START Data for review

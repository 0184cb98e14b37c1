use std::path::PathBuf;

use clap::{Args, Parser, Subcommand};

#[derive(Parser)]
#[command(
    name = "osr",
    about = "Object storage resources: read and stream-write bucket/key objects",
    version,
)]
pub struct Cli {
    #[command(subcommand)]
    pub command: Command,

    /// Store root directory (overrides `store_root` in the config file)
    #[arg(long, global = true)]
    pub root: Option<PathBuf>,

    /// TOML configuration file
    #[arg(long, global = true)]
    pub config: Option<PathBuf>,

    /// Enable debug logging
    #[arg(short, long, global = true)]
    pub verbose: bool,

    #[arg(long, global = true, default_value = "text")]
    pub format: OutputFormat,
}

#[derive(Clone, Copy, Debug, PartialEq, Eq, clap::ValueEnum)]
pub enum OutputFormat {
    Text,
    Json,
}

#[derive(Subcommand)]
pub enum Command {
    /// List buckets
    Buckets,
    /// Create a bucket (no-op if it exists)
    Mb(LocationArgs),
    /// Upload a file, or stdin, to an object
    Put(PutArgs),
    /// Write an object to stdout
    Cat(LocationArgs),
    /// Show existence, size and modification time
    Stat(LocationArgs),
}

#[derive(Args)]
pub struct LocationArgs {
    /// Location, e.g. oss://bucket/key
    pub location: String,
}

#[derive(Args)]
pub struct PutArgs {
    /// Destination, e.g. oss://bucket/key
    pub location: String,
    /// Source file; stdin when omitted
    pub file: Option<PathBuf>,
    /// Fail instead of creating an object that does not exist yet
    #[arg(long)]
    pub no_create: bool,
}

END Data for review

Find "#[arg(long, global = true, default_value" in the data above, then repeat that line and all lines after it exactly, ending with the final line.

    #[arg(long, global = true, default_value = "text")]
    pub format: OutputFormat,
}

#[derive(Clone, Copy, Debug, PartialEq, Eq, clap::ValueEnum)]
pub enum OutputFormat {
    Text,
    Json,
}

#[derive(Subcommand)]
pub enum Command {
    /// List buckets
    Buckets,
    /// Create a bucket (no-op if it exists)
    Mb(LocationArgs),
    /// Upload a file, or stdin, to an object
    Put(PutArgs),
    /// Write an object to stdout
    Cat(LocationArgs),
    /// Show existence, size and modification time
    Stat(LocationArgs),
}

#[derive(Args)]
pub struct LocationArgs {
    /// Location, e.g. oss://bucket/key
    pub location: String,
}

#[derive(Args)]
pub struct PutArgs {
    /// Destination, e.g. oss://bucket/key
    pub location: String,
    /// Source file; stdin when omitted
    pub file: Option<PathBuf>,
    /// Fail instead of creating an object that does not exist yet
    #[arg(long)]
    pub no_create: bool,
}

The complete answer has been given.